*** Opening of Exercise data ***

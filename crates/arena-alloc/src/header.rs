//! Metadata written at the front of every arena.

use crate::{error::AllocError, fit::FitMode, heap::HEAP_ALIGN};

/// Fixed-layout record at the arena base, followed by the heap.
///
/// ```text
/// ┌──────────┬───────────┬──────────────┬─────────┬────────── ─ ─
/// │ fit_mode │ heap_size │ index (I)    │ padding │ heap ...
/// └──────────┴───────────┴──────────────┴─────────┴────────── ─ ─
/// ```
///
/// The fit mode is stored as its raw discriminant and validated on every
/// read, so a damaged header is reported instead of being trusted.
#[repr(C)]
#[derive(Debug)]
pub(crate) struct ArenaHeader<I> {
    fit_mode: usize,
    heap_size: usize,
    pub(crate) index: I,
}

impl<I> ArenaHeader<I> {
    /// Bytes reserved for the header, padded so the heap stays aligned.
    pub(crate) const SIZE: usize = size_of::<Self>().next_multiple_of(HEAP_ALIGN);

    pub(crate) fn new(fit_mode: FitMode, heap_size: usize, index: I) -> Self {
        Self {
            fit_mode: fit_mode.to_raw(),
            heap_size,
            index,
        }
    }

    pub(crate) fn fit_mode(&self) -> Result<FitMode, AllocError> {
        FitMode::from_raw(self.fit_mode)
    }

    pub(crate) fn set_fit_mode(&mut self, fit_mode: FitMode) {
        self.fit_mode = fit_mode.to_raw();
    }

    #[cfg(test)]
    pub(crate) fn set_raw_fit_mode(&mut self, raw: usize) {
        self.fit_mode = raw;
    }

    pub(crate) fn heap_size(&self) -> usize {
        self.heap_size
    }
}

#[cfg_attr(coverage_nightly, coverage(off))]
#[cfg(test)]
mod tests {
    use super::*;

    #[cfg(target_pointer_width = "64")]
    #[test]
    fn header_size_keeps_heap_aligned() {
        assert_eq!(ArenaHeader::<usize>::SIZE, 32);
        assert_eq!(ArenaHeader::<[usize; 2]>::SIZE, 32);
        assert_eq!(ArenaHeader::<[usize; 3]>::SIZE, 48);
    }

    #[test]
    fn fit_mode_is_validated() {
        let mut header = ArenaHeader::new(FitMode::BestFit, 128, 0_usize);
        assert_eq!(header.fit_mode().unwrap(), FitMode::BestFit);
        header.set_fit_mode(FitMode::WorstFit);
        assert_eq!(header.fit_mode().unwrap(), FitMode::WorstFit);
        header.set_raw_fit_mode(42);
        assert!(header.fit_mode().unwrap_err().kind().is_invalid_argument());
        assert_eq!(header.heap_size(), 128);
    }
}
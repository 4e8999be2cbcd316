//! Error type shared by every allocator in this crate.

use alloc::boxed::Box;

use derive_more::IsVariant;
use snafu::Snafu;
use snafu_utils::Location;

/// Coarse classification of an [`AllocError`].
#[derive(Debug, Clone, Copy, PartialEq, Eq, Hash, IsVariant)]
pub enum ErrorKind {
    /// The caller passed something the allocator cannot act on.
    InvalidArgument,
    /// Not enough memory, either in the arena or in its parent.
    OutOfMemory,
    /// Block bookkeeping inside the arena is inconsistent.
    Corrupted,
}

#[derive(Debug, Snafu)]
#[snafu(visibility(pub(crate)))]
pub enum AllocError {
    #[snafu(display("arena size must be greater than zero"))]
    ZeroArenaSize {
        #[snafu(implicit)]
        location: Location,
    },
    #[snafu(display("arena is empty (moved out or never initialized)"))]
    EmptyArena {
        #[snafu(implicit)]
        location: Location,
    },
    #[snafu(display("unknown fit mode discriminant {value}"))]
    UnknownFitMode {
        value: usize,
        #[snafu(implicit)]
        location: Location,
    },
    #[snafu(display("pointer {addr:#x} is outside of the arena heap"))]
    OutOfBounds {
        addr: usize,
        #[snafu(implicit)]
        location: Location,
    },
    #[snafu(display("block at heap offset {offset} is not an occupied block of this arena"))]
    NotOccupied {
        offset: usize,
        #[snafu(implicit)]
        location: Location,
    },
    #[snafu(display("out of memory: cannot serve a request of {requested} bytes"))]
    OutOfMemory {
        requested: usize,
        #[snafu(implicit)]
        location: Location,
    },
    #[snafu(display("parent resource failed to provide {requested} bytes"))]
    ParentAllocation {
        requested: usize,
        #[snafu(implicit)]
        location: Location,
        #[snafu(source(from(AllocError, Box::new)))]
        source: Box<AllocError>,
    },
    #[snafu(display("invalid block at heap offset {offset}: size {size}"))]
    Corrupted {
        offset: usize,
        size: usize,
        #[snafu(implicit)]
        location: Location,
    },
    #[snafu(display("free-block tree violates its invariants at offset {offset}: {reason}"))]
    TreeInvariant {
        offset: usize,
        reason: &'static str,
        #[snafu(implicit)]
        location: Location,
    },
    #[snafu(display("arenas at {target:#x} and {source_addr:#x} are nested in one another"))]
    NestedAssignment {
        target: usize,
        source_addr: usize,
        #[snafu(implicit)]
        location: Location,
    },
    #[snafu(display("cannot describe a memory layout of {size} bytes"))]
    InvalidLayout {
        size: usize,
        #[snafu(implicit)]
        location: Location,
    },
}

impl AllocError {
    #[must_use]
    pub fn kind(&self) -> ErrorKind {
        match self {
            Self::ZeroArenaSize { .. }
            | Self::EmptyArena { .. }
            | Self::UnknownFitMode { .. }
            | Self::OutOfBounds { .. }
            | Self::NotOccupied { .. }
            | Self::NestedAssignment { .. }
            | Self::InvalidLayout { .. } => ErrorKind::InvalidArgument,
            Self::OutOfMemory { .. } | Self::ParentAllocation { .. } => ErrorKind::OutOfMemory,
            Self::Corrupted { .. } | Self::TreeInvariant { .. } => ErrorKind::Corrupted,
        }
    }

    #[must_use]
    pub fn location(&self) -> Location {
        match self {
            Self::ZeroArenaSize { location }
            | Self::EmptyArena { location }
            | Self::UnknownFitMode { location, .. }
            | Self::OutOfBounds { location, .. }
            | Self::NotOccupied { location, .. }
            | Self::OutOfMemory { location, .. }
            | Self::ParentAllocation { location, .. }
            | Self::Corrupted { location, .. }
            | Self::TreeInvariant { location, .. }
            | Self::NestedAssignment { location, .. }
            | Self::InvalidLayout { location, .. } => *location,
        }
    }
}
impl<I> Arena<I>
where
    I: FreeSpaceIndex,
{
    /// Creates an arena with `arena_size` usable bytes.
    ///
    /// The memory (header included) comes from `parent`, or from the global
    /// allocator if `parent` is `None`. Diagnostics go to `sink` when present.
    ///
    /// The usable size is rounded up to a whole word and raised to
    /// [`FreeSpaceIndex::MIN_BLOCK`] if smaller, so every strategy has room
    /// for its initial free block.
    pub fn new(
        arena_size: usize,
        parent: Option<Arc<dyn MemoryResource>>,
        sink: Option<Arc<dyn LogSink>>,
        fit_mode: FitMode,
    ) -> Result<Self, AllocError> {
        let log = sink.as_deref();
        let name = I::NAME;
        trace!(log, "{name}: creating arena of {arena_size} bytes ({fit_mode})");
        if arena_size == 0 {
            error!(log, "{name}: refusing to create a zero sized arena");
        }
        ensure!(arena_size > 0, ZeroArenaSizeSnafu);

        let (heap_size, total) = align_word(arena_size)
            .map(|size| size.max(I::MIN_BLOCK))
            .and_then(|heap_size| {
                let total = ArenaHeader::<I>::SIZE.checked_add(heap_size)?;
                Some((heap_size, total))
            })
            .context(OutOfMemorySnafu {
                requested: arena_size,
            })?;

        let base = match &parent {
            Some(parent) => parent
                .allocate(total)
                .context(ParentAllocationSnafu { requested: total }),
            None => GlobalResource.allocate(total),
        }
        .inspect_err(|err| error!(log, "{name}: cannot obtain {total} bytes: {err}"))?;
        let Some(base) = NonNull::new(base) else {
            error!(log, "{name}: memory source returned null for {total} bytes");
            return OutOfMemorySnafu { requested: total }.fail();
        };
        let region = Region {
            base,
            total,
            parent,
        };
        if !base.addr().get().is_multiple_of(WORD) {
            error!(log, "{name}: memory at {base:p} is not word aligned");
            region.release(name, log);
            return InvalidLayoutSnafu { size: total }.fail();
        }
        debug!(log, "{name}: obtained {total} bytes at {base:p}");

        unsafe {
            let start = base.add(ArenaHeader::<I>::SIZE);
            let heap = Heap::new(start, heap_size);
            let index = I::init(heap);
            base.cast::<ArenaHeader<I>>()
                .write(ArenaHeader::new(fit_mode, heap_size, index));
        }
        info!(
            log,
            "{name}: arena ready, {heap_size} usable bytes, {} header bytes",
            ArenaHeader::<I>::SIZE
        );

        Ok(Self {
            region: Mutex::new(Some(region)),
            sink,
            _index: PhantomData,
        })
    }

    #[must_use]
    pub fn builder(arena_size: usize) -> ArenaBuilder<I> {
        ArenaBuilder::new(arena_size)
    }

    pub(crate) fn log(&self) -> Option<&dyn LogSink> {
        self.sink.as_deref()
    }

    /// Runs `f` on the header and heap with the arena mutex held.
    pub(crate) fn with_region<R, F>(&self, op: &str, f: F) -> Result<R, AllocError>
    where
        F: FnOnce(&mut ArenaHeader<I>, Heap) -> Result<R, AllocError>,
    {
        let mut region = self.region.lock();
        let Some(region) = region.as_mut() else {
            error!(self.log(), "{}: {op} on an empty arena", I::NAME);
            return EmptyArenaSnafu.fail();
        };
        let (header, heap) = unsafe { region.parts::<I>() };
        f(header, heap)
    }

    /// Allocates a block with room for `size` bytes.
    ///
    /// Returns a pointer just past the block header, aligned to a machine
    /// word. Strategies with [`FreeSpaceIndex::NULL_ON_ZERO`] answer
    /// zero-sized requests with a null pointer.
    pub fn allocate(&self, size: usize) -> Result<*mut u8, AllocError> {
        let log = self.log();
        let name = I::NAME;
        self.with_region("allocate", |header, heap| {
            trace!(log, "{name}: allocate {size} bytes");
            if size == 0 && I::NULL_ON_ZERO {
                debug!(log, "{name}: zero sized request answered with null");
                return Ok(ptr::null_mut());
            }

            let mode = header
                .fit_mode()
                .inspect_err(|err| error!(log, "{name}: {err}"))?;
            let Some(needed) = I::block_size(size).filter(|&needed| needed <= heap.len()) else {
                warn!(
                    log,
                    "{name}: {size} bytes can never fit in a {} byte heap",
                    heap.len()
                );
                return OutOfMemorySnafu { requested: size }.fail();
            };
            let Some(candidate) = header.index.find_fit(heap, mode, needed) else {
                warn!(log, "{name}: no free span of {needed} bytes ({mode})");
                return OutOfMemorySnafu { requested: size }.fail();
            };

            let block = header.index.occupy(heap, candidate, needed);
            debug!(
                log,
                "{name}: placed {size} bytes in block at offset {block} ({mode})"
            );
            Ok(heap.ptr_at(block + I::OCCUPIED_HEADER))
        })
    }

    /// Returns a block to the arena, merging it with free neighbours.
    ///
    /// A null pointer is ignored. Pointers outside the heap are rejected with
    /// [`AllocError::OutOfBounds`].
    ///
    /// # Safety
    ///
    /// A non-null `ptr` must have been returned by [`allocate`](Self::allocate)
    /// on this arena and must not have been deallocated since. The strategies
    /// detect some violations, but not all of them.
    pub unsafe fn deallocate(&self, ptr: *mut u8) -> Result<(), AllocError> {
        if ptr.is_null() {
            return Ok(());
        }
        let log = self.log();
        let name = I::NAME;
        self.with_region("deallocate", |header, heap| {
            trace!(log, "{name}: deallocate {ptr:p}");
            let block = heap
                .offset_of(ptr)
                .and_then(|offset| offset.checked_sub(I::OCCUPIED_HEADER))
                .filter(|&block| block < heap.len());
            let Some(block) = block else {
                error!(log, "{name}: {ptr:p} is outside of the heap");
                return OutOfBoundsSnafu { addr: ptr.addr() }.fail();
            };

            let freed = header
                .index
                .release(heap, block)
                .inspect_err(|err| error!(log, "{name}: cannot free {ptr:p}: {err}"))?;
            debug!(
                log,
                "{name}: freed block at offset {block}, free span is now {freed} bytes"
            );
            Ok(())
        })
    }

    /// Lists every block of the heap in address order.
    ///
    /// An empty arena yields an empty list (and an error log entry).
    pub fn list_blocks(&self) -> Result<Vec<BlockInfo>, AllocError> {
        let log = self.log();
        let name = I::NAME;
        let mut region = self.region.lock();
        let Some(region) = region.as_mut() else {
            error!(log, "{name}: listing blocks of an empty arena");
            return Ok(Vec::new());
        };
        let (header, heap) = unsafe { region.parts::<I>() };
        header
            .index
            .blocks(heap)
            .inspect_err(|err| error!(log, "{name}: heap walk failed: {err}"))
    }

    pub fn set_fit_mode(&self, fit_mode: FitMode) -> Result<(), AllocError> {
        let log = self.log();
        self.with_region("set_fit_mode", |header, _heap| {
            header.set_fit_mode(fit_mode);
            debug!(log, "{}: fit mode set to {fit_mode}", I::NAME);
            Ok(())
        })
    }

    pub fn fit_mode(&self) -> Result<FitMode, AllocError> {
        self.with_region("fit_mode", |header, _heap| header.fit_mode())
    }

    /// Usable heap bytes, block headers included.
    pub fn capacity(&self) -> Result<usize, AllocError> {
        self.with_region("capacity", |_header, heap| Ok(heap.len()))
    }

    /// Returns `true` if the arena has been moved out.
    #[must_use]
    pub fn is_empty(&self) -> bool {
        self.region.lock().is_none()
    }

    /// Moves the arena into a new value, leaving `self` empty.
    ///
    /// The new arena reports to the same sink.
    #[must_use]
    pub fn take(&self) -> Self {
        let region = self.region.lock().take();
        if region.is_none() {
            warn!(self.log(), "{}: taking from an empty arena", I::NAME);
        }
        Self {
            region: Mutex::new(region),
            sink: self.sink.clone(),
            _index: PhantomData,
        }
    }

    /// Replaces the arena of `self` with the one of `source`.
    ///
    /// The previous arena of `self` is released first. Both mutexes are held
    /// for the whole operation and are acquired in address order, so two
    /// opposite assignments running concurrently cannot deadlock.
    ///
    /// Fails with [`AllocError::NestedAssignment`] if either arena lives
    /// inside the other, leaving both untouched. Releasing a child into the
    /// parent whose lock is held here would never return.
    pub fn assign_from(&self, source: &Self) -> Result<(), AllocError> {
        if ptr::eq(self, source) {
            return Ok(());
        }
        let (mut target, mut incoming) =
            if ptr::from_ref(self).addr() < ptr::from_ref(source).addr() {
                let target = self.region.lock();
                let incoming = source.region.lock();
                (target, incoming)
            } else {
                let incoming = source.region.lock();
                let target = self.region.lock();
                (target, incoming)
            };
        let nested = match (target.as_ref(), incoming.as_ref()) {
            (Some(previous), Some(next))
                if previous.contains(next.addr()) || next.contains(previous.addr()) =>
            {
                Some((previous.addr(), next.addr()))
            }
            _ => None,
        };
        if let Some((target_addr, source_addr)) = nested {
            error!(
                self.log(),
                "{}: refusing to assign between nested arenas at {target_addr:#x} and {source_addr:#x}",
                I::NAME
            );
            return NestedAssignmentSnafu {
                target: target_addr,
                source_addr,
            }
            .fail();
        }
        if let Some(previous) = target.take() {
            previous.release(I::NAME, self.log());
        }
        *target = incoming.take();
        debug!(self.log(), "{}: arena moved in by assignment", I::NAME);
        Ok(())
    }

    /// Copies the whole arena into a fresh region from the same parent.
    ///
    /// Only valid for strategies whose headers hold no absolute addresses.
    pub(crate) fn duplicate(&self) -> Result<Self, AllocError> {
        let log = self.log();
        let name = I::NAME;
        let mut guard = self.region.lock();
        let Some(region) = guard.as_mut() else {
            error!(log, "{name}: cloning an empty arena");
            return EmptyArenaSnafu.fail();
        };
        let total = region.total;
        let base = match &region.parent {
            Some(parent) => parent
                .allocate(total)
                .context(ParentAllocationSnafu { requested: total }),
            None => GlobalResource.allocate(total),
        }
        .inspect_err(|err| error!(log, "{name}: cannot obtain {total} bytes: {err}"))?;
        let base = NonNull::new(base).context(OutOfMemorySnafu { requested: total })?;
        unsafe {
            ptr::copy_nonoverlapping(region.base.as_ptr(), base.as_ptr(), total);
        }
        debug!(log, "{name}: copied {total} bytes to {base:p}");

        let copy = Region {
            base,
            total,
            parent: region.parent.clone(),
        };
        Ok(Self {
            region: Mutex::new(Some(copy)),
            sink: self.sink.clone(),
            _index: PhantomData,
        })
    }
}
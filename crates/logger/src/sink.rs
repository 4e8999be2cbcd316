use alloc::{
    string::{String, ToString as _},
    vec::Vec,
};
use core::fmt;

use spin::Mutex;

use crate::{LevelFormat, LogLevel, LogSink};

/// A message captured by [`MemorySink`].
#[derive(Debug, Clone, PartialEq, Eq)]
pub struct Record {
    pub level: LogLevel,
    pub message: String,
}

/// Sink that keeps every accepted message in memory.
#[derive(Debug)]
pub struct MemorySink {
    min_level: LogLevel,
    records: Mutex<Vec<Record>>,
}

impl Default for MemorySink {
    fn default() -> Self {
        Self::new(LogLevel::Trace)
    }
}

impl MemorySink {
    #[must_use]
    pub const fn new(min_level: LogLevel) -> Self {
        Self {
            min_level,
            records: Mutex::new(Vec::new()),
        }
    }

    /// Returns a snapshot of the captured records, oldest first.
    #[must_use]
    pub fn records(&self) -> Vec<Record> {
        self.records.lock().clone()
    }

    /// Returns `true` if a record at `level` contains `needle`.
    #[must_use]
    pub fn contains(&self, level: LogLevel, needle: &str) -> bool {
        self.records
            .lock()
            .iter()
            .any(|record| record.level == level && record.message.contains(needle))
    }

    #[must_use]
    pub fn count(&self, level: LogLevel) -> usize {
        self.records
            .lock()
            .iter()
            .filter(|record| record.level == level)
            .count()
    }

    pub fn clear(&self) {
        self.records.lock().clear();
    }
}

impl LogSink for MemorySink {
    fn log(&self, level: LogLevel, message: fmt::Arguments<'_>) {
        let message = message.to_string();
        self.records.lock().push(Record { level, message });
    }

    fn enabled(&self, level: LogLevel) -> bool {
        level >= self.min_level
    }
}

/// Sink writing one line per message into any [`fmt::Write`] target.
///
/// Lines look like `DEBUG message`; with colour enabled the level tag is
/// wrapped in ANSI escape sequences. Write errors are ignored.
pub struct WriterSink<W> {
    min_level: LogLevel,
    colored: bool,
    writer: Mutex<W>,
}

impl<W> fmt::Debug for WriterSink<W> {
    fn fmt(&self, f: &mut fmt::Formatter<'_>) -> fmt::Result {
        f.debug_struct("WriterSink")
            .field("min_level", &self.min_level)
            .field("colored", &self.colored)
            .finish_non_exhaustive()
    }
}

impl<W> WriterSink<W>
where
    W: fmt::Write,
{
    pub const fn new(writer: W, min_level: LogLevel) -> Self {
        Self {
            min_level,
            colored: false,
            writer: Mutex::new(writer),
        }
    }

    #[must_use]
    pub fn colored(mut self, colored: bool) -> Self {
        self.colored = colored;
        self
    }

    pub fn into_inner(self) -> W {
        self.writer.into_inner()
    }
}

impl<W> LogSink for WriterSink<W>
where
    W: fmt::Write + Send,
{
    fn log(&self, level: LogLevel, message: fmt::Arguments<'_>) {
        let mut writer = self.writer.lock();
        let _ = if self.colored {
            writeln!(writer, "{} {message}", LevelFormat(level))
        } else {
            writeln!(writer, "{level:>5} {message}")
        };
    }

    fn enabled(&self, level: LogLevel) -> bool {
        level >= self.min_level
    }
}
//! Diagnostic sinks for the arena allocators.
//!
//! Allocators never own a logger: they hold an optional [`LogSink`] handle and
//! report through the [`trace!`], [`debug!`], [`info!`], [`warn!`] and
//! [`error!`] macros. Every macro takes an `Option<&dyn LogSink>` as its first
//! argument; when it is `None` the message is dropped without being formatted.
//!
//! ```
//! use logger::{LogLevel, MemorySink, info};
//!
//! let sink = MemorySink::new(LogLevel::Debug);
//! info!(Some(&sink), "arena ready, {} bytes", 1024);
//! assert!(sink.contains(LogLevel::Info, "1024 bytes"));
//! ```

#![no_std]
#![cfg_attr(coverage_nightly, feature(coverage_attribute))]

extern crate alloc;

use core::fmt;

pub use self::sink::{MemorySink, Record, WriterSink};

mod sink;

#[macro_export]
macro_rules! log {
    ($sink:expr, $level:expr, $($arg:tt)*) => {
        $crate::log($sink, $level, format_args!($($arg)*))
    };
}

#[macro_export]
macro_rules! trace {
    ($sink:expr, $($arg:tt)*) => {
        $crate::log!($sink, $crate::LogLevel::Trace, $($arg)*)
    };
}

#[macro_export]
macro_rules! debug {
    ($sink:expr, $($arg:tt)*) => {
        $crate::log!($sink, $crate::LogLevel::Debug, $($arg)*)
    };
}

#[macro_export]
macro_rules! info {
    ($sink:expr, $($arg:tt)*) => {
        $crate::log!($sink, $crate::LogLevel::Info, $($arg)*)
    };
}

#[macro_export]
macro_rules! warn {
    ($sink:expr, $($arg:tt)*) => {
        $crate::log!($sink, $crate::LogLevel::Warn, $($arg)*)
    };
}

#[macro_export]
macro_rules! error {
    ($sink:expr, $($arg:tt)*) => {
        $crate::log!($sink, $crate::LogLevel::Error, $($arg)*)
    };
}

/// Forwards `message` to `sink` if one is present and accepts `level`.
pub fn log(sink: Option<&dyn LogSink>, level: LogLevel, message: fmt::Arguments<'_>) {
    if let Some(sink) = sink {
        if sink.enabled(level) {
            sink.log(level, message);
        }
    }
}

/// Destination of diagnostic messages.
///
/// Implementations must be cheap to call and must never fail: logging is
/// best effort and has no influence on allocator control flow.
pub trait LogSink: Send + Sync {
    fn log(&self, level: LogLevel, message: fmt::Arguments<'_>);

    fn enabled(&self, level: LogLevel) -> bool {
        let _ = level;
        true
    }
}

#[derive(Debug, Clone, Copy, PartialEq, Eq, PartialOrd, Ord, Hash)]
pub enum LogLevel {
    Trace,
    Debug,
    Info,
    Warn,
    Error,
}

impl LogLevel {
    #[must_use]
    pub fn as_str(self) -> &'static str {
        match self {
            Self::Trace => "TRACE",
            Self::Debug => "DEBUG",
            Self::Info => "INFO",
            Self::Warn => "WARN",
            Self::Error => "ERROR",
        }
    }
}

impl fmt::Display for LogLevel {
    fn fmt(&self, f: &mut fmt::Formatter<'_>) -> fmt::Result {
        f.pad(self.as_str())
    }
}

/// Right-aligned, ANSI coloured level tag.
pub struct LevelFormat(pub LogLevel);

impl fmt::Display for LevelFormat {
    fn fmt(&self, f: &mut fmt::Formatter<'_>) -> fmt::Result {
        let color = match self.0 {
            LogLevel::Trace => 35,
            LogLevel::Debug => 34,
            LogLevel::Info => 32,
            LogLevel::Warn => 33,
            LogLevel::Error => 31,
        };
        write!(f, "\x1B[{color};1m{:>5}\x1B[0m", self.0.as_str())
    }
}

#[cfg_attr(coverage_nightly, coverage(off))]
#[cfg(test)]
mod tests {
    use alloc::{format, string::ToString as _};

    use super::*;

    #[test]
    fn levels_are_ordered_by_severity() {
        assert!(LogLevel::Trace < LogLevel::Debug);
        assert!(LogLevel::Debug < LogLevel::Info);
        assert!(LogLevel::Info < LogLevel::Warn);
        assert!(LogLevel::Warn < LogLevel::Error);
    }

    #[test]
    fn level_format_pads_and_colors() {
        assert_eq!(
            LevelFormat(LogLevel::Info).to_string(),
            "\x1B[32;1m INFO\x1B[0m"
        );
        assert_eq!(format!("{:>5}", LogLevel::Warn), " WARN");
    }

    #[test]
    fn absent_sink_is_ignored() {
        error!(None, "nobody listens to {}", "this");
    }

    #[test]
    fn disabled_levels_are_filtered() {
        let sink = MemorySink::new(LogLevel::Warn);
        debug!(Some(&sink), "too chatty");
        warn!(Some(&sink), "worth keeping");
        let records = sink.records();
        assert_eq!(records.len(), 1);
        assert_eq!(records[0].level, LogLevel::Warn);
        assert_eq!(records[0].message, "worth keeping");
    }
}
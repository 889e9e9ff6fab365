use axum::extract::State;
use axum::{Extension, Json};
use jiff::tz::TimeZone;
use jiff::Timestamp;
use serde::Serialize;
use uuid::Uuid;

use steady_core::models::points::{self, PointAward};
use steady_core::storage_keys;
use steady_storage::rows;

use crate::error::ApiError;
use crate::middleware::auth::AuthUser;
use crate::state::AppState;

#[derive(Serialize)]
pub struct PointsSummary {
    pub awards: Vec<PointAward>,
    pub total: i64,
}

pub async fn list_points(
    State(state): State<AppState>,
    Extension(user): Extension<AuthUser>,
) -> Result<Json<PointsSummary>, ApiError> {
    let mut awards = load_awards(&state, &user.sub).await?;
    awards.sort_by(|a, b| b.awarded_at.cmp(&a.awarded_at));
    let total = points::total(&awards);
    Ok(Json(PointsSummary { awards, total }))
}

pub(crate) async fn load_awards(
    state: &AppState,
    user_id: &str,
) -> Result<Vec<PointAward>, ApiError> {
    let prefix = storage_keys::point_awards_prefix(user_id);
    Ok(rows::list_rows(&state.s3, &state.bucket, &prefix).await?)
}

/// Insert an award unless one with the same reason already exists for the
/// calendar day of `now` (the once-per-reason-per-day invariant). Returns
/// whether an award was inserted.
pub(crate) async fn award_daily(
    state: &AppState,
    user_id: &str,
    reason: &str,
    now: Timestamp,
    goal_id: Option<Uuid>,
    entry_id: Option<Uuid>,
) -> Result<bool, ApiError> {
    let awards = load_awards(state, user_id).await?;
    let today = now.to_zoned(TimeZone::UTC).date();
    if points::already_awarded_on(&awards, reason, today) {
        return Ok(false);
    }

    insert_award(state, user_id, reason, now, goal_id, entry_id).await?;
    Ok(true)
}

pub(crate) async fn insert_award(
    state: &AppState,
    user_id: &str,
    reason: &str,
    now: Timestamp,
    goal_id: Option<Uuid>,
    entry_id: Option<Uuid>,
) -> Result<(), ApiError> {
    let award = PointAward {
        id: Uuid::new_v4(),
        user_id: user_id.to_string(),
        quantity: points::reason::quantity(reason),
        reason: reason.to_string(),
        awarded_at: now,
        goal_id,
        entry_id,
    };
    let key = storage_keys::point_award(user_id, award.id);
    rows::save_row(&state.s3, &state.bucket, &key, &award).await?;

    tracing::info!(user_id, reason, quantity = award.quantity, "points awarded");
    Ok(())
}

*** Close of Exercise data ***

Task to carry out » Taking the entries from their first line through the line with "pub(crate) fn fit_mode(&self)", inclusive, restate each line word for word and give nothing else.

Reply »
filename crates/arena-alloc/src/header.rs
//! Metadata written at the front of every arena.

use crate::{error::AllocError, fit::FitMode, heap::HEAP_ALIGN};

/// Fixed-layout record at the arena base, followed by the heap.
///
/// ```text
/// ┌──────────┬───────────┬──────────────┬─────────┬────────── ─ ─
/// │ fit_mode │ heap_size │ index (I)    │ padding │ heap ...
/// └──────────┴───────────┴──────────────┴─────────┴────────── ─ ─
/// ```
///
/// The fit mode is stored as its raw discriminant and validated on every
/// read, so a damaged header is reported instead of being trusted.
#[repr(C)]
#[derive(Debug)]
pub(crate) struct ArenaHeader<I> {
    fit_mode: usize,
    heap_size: usize,
    pub(crate) index: I,
}

impl<I> ArenaHeader<I> {
    /// Bytes reserved for the header, padded so the heap stays aligned.
    pub(crate) const SIZE: usize = size_of::<Self>().next_multiple_of(HEAP_ALIGN);

    pub(crate) fn new(fit_mode: FitMode, heap_size: usize, index: I) -> Self {
        Self {
            fit_mode: fit_mode.to_raw(),
            heap_size,
            index,
        }
    }

    pub(crate) fn fit_mode(&self) -> Result<FitMode, AllocError> {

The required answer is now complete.